▶ _Exercise directions_:
Only the lines that hold the word "Conflict" are wanted from this listing.

• • •

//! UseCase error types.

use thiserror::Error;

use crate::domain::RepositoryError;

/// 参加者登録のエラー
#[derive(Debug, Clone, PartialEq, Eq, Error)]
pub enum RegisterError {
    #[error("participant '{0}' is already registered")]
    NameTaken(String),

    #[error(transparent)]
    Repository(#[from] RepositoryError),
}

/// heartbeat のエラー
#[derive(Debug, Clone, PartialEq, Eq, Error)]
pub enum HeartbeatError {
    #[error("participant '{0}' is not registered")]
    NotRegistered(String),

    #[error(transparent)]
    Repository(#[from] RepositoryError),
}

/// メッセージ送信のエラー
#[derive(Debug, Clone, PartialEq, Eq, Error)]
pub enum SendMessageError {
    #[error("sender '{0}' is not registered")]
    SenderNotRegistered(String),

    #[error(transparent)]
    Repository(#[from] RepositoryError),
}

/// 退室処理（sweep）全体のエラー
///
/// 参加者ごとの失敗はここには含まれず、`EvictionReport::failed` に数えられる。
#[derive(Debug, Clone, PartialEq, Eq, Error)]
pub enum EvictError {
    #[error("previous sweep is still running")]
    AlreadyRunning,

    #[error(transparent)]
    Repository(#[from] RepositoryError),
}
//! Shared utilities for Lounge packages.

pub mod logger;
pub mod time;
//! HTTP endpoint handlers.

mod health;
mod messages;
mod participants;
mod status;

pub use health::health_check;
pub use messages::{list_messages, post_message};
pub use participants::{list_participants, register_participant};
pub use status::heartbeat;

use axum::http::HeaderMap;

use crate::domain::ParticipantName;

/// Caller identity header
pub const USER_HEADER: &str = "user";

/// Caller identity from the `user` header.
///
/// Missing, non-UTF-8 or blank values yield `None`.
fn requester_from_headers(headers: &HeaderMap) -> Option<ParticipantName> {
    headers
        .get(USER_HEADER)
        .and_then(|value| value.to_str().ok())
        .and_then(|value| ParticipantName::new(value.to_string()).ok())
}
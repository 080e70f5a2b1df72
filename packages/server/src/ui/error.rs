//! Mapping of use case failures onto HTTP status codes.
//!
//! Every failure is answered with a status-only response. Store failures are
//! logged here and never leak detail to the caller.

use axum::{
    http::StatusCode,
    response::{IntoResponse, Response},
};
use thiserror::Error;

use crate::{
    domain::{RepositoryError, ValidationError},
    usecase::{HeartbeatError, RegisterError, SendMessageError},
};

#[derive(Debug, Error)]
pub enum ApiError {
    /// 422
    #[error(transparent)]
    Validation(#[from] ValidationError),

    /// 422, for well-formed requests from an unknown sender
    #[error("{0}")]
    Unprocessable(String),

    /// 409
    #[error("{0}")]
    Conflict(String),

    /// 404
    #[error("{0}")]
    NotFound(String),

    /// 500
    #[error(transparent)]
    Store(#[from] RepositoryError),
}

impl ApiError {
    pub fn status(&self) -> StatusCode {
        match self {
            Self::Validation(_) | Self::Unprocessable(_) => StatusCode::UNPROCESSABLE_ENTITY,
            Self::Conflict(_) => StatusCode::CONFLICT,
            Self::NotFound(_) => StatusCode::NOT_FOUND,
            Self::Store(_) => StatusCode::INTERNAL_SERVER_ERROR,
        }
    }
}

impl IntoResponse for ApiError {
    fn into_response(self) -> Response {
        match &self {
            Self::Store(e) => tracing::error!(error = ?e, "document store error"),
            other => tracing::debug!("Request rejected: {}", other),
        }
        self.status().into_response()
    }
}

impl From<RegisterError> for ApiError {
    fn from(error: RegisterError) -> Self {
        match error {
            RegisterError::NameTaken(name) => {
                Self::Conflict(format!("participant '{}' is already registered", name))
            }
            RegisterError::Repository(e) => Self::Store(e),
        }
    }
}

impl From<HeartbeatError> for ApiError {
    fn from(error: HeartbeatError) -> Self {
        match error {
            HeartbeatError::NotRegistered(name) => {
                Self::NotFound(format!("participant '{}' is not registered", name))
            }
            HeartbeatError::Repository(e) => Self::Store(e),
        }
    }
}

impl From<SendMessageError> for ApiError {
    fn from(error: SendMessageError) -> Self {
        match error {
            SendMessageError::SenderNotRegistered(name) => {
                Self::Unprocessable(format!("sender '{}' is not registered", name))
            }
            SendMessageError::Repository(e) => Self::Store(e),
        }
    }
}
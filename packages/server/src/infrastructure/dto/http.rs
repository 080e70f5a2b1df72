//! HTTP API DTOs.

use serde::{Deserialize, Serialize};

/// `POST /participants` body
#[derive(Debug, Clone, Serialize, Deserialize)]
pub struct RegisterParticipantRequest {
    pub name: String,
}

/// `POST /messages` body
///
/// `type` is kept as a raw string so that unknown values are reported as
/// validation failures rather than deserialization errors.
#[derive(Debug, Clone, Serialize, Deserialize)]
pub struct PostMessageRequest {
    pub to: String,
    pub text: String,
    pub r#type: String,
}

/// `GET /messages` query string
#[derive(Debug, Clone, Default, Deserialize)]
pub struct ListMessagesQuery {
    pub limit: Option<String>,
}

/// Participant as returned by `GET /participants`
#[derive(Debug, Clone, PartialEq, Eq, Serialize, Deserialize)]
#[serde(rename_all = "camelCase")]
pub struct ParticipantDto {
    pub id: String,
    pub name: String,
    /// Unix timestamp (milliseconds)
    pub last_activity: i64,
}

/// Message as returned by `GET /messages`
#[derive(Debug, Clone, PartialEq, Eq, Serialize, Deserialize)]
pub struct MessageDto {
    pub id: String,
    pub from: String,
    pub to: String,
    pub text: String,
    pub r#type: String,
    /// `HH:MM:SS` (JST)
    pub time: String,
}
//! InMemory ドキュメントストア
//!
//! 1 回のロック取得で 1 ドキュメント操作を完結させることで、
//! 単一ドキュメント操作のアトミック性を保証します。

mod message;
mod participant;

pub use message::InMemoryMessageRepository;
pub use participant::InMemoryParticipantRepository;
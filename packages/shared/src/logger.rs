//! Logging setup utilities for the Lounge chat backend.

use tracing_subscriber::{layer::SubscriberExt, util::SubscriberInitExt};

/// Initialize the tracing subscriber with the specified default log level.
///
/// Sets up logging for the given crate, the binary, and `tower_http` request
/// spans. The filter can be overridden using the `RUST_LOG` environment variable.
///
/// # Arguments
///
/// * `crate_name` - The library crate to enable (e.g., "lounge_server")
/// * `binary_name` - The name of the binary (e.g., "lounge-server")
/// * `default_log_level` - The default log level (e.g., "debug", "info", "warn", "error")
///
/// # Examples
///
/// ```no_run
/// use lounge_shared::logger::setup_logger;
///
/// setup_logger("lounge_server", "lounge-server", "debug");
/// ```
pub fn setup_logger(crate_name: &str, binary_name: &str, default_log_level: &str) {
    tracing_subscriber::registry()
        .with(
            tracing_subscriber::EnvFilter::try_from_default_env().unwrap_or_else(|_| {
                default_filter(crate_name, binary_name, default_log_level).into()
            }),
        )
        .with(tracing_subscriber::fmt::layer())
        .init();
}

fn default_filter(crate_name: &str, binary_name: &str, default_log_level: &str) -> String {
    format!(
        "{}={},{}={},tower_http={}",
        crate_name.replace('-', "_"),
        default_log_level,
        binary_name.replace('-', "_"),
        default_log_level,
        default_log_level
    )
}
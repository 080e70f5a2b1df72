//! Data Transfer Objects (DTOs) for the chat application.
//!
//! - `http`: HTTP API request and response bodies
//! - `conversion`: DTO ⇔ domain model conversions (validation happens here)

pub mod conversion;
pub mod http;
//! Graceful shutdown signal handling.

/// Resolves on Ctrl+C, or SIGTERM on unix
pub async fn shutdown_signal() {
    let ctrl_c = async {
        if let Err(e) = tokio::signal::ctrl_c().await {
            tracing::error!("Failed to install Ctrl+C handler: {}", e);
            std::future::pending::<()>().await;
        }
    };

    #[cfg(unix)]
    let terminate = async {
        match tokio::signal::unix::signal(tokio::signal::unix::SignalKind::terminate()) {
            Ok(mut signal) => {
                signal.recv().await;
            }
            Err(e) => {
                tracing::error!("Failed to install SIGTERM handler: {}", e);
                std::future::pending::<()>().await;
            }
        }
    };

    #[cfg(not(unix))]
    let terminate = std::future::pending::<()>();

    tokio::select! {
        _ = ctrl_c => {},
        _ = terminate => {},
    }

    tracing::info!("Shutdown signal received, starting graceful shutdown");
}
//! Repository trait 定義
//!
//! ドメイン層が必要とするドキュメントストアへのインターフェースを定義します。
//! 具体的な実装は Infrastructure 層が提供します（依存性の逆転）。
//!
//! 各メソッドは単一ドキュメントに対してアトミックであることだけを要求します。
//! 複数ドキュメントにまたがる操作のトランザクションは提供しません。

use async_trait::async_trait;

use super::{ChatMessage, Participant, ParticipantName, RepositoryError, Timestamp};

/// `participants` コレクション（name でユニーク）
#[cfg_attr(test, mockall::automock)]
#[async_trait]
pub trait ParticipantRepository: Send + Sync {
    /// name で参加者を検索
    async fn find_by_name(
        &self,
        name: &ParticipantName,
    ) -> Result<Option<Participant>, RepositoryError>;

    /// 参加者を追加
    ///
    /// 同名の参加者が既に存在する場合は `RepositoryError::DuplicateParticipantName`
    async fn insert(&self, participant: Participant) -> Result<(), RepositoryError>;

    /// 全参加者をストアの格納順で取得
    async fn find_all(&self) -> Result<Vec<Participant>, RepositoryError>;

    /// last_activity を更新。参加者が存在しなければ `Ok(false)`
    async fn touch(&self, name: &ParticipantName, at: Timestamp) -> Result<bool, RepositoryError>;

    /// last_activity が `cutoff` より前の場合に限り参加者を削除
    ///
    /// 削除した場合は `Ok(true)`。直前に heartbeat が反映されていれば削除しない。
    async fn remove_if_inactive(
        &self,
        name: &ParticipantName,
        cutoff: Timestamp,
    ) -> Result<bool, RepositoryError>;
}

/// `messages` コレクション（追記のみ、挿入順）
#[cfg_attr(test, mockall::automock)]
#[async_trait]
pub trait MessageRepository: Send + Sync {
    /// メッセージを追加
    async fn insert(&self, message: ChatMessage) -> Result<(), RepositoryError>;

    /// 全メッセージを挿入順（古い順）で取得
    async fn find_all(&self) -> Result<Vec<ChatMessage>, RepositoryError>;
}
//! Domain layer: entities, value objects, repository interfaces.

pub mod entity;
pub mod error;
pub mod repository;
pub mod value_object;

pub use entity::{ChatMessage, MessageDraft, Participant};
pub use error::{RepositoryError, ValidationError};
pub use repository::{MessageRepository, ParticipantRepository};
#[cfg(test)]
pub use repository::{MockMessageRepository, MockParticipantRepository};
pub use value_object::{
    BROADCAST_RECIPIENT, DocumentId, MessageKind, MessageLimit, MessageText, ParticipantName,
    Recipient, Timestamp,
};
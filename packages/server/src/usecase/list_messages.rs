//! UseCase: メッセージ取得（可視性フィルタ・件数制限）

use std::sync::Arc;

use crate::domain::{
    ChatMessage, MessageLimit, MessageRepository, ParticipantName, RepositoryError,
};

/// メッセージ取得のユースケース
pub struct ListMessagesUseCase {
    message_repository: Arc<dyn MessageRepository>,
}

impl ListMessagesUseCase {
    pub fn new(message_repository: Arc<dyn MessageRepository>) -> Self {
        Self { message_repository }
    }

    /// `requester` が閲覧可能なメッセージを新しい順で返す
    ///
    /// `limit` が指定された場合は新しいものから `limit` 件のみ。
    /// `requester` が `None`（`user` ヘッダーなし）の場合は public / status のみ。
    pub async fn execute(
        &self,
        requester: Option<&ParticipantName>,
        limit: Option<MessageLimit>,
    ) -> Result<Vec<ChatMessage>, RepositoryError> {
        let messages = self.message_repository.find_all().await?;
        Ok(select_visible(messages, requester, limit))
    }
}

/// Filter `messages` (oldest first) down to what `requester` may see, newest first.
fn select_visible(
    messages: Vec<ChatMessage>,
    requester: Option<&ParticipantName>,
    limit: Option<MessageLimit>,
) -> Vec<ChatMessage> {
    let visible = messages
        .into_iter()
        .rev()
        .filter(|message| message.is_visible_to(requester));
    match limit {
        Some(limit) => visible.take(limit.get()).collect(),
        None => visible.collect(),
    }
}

• • •

▶ _Output for this task_:
    Conflict(String),
            Self::Conflict(_) => StatusCode::CONFLICT,
                Self::Conflict(format!("participant '{}' is already registered", name))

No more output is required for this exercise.